Brown explains that such monetary disequilibrium is not necessarily manifested in consumer price inflation in the short run. In fact, it is generally the case that the symptoms first appear as rising temperatures on assets markets. Indeed some episodes of severe monetary disequilibrium, such as those that occurred in the U.S. during the 1920s, the 1990s, and the years leading up to the financial crisis of 2007-2008, may well transpire without any discernible perturbations in goods and services markets. Yet overheated asset markets are completely ignored in the Friedmanite view of monetary equilibrium that underlies the Bernanke-Draghi policy of inflation targeting. Brown perceptively argues that one reason for the wholesale neglect of asset price inflation is the positivist approach that is still dominant in academic economics. Speculative fever in asset markets is nearly impossible to quantify or measure and thus does not neatly fit into the kinds of hypotheses that are required for empirical testing.

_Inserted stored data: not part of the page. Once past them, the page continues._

//! Document model types for normalized OCR content.
//!
//! Input types ([`ContentItem`], [`LayoutReport`], [`AssetMap`]) describe what
//! the OCR backends hand us. Output types ([`UnifiedDocument`] and its records)
//! are what the extraction pipeline produces, and serialize to the JSON shape
//! consumed by the front end.

mod content_item;
mod document;
mod formula;
mod image;
mod table;
mod text;

pub use content_item::{
    bbox_from_value, content_items_from_value, BBox, ContentItem, ContentKind, LayoutBlock,
    LayoutPage, LayoutReport,
};
pub use document::{
    ContentType, DocumentMetadata, ExtractionMode, HandwrittenResult, PerformanceHint,
    UnifiedDocument,
};
pub use formula::{FormulaKind, FormulaRecord};
pub use image::{bytes_to_data_uri, to_data_uri, AssetDescriptor, AssetMap, ImageAsset, ImageRecord};
pub use table::{TableRecord, TableSource};
pub use text::{TextBlock, TextBlockKind, TextResult, TextStats};
//! Page raster providers.

use std::path::Path;

use image::{imageops::FilterType, RgbImage};

use crate::error::{Error, Result};

/// Something that can render document pages to RGB rasters.
pub trait PageSource: Send + Sync {
    /// Number of pages.
    fn page_count(&self) -> usize;

    /// Page size in PDF points, if known.
    fn page_size(&self, page_idx: u32) -> Option<(f64, f64)>;

    /// Render a page at the given scale (pixels per PDF point).
    fn render_page(&self, page_idx: u32, scale: f32) -> Result<RgbImage>;
}

/// Pre-rendered page images.
///
/// Rendering returns the stored image. When a PDF page size is known and the
/// stored image is smaller than the requested scale implies, the image is
/// upsampled to that size.
#[derive(Debug, Clone, Default)]
pub struct RasterPages {
    pages: Vec<RgbImage>,
    sizes: Vec<Option<(f64, f64)>>,
}

impl RasterPages {
    /// Wrap page images whose PDF size is unknown.
    pub fn new(pages: Vec<RgbImage>) -> Self {
        let sizes = vec![None; pages.len()];
        Self { pages, sizes }
    }

    /// Add a page with an optional PDF size.
    pub fn with_page(mut self, image: RgbImage, pdf_size: Option<(f64, f64)>) -> Self {
        self.pages.push(image);
        self.sizes.push(pdf_size);
        self
    }

    /// Load page images from files, in the given order.
    pub fn from_files<P: AsRef<Path>>(paths: &[P]) -> Result<Self> {
        let mut pages = Vec::with_capacity(paths.len());
        for path in paths {
            let image = image::open(path.as_ref())?;
            pages.push(image.to_rgb8());
        }
        log::debug!("loaded {} page images", pages.len());
        Ok(Self::new(pages))
    }

    /// Load every PNG/JPEG page image in a directory, sorted by file name.
    pub fn from_dir<P: AsRef<Path>>(dir: P) -> Result<Self> {
        let mut paths: Vec<_> = std::fs::read_dir(dir.as_ref())?
            .filter_map(|entry| entry.ok().map(|e| e.path()))
            .filter(|path| {
                path.extension()
                    .and_then(|ext| ext.to_str())
                    .map(|ext| {
                        matches!(ext.to_ascii_lowercase().as_str(), "png" | "jpg" | "jpeg")
                    })
                    .unwrap_or(false)
            })
            .collect();
        paths.sort();
        Self::from_files(&paths)
    }

    /// Set the PDF size of an existing page.
    pub fn set_page_size(&mut self, page_idx: usize, width: f64, height: f64) {
        if let Some(size) = self.sizes.get_mut(page_idx) {
            *size = Some((width, height));
        }
    }
}

impl PageSource for RasterPages {
    fn page_count(&self) -> usize {
        self.pages.len()
    }

    fn page_size(&self, page_idx: u32) -> Option<(f64, f64)> {
        self.sizes.get(page_idx as usize).copied().flatten()
    }

    fn render_page(&self, page_idx: u32, scale: f32) -> Result<RgbImage> {
        let image = self
            .pages
            .get(page_idx as usize)
            .ok_or(Error::PageOutOfRange(page_idx, self.pages.len() as u32))?;

        if let Some((width, height)) = self.page_size(page_idx) {
            let target_w = (width * f64::from(scale)).round() as u32;
            let target_h = (height * f64::from(scale)).round() as u32;
            if target_w > image.width() && target_h > image.height() {
                return Ok(image::imageops::resize(
                    image,
                    target_w,
                    target_h,
                    FilterType::Triangle,
                ));
            }
        }

        Ok(image.clone())
    }
}

#[cfg(feature = "pdfium")]
pub use pdfium::PdfiumPages;

#[cfg(feature = "pdfium")]
mod pdfium {
    use super::PageSource;
    use crate::error::{Error, Result};
    use image::RgbImage;
    use pdfium_render::prelude::*;
    use std::path::Path;
    use std::sync::{Arc, Mutex};

    /// Pages of a PDF rendered with pdfium.
    pub struct PdfiumPages {
        // Declared before `_pdfium` so it is dropped first.
        document: Mutex<PdfDocument<'static>>,
        _pdfium: Arc<Pdfium>,
        sizes: Vec<(f64, f64)>,
    }

    // SAFETY: pdfium-render's thread_safe feature serializes every call into
    // the library, and the document is only touched under the mutex.
    unsafe impl Send for PdfiumPages {}
    unsafe impl Sync for PdfiumPages {}

    impl PdfiumPages {
        fn bind() -> Result<Pdfium> {
            let bindings =
                Pdfium::bind_to_library(Pdfium::pdfium_platform_library_name_at_path("./"))
                    .or_else(|_| Pdfium::bind_to_system_library())
                    .map_err(|e| Error::Raster(format!("failed to bind pdfium: {}", e)))?;
            Ok(Pdfium::new(bindings))
        }

        /// Open a PDF from bytes.
        pub fn from_bytes(data: Vec<u8>) -> Result<Self> {
            let pdfium = Arc::new(Self::bind()?);
            let document = pdfium
                .load_pdf_from_byte_vec(data, None)
                .map_err(|e| Error::Raster(format!("failed to load PDF: {}", e)))?;

            // SAFETY: the document borrows `pdfium`, which this struct keeps
            // alive in an Arc for at least as long as the document.
            let document: PdfDocument<'static> = unsafe { std::mem::transmute(document) };

            let sizes = document
                .pages()
                .iter()
                .map(|page| (f64::from(page.width().value), f64::from(page.height().value)))
                .collect();

            Ok(Self {
                document: Mutex::new(document),
                _pdfium: pdfium,
                sizes,
            })
        }

        /// Open a PDF file.
        pub fn open<P: AsRef<Path>>(path: P) -> Result<Self> {
            Self::from_bytes(std::fs::read(path)?)
        }
    }

    impl PageSource for PdfiumPages {
        fn page_count(&self) -> usize {
            self.sizes.len()
        }

        fn page_size(&self, page_idx: u32) -> Option<(f64, f64)> {
            self.sizes.get(page_idx as usize).copied()
        }

        fn render_page(&self, page_idx: u32, scale: f32) -> Result<RgbImage> {
            let count = self.sizes.len() as u32;
            if page_idx >= count {
                return Err(Error::PageOutOfRange(page_idx, count));
            }
            let index = u16::try_from(page_idx).map_err(|_| Error::PageOutOfRange(page_idx, count))?;

            let document = self
                .document
                .lock()
                .map_err(|_| Error::Raster("pdfium document lock poisoned".to_string()))?;
            let page = document
                .pages()
                .get(index)
                .map_err(|e| Error::Raster(format!("failed to load page {}: {}", page_idx, e)))?;

            let config = PdfRenderConfig::new().scale_page_by_factor(scale);
            let bitmap = page
                .render_with_config(&config)
                .map_err(|e| Error::Raster(format!("failed to render page {}: {}", page_idx, e)))?;

            Ok(bitmap.as_image().to_rgb8())
        }
    }
}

Having laid out his theoretical approach, Brown uses it as a foundation to construct a compelling interpretive narrative dealing with the origins, development, and dire prospects for the euro. In the process, he pinpoints and details the flawed decisions and policies of the ECB and the Federal Reserve that account for the current condition of the euro. But Euro Crash tells more than the story of the currency of its title; it unravels and makes sense of the complex tangle of events and policies that have marked the parlous evolution of the global monetary system since the 1990s.
This book is a radical challenge to the prevalent, but deeply flawed, doctrines that have defined monetary policy since the 1980s. Be forewarned: reading it is a bracing intellectual experience. Like a headlong dive into a cold pool, it will refresh your mind and awaken it to a wealth of new ideas.